EXERCISE DETAILS ->
In the records below, some lines hold the word "atleast". Copy each of those lines.

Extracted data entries

---+---

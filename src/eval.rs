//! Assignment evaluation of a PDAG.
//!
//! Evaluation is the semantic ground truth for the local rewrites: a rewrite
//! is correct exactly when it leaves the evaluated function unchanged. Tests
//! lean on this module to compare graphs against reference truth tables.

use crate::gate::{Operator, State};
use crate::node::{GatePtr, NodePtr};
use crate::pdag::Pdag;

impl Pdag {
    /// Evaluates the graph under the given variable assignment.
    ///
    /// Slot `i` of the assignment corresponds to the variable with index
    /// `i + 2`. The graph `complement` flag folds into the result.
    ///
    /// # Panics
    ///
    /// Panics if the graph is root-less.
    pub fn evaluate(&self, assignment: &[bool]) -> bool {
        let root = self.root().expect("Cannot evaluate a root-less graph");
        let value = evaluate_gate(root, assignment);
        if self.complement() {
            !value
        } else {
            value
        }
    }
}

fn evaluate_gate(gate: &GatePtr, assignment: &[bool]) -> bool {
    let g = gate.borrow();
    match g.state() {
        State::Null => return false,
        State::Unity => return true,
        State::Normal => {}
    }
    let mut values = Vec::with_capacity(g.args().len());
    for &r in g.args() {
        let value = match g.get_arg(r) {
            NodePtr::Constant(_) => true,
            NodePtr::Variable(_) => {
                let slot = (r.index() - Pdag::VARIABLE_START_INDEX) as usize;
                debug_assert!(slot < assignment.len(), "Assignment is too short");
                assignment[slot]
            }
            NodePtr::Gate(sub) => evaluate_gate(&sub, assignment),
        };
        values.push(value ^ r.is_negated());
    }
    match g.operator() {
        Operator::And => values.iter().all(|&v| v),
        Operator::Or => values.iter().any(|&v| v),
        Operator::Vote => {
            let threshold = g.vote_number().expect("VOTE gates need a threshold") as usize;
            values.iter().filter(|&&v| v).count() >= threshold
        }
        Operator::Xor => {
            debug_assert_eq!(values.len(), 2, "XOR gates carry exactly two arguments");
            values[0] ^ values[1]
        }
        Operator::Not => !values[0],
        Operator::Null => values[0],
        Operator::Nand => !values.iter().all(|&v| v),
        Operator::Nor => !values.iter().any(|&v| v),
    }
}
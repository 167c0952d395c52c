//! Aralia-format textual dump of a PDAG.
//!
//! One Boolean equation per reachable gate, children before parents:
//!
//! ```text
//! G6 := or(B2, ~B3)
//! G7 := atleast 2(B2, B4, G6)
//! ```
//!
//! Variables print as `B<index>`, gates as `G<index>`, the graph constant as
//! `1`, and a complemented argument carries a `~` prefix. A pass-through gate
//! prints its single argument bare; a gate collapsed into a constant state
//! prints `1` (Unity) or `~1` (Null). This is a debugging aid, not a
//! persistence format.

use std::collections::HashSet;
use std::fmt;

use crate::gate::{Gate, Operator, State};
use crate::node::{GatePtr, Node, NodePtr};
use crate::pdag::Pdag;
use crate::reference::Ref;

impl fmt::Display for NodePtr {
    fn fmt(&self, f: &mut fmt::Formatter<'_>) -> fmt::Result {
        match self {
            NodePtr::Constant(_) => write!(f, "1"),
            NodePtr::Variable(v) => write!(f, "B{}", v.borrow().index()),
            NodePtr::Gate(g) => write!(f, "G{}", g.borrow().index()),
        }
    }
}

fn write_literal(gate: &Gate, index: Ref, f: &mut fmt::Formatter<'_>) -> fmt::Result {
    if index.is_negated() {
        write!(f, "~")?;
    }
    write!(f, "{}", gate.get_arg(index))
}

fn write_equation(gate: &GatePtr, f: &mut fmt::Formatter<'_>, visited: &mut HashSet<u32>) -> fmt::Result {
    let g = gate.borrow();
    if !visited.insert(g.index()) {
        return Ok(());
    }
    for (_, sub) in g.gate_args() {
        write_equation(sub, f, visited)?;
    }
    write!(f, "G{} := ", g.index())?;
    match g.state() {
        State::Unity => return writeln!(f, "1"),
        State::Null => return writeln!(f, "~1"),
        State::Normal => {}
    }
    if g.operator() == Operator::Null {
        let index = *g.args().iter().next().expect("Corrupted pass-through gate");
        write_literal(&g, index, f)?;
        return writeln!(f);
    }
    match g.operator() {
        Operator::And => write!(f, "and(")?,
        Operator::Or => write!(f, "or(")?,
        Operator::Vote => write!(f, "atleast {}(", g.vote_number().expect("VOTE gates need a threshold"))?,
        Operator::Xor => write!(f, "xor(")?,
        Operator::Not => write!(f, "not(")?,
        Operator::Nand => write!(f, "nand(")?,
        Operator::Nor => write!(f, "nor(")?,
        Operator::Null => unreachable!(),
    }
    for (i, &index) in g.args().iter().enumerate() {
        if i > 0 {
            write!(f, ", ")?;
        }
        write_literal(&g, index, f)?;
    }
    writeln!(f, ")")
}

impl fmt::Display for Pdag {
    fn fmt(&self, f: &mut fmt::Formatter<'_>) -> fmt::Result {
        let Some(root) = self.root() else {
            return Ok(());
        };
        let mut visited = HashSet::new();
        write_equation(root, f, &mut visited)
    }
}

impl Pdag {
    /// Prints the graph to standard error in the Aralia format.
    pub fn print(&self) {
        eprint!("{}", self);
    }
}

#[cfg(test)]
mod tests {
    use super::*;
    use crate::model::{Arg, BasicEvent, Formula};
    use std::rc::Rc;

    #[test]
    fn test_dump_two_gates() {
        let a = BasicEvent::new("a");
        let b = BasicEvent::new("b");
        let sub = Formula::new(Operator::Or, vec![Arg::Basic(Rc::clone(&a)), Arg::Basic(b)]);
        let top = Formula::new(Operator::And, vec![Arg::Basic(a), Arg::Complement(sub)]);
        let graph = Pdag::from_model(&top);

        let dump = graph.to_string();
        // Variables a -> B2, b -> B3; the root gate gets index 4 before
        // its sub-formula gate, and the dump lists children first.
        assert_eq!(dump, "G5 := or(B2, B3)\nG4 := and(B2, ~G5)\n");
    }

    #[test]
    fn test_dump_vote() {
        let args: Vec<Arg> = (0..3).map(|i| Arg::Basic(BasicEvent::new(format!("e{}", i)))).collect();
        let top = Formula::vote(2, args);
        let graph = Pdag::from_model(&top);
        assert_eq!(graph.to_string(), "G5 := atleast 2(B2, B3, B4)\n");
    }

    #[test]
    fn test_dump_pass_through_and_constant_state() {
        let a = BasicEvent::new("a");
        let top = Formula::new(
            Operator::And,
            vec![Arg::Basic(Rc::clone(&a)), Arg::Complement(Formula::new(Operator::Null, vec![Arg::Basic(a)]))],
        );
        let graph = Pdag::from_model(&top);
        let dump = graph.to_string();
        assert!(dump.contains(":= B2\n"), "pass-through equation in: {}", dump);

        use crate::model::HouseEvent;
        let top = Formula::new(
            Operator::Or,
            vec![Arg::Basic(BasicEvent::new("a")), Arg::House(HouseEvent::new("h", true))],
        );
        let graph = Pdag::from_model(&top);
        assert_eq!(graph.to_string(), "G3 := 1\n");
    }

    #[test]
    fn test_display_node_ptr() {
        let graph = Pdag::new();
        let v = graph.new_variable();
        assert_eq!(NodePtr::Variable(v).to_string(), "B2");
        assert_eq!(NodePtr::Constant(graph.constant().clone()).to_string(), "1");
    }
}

---+---

OUTPUT FOR THIS TASK ->
//! G7 := atleast 2(B2, B4, G6)
        Operator::Vote => write!(f, "atleast {}(", g.vote_number().expect("VOTE gates need a threshold"))?,
        assert_eq!(graph.to_string(), "G5 := atleast 2(B2, B3, B4)\n");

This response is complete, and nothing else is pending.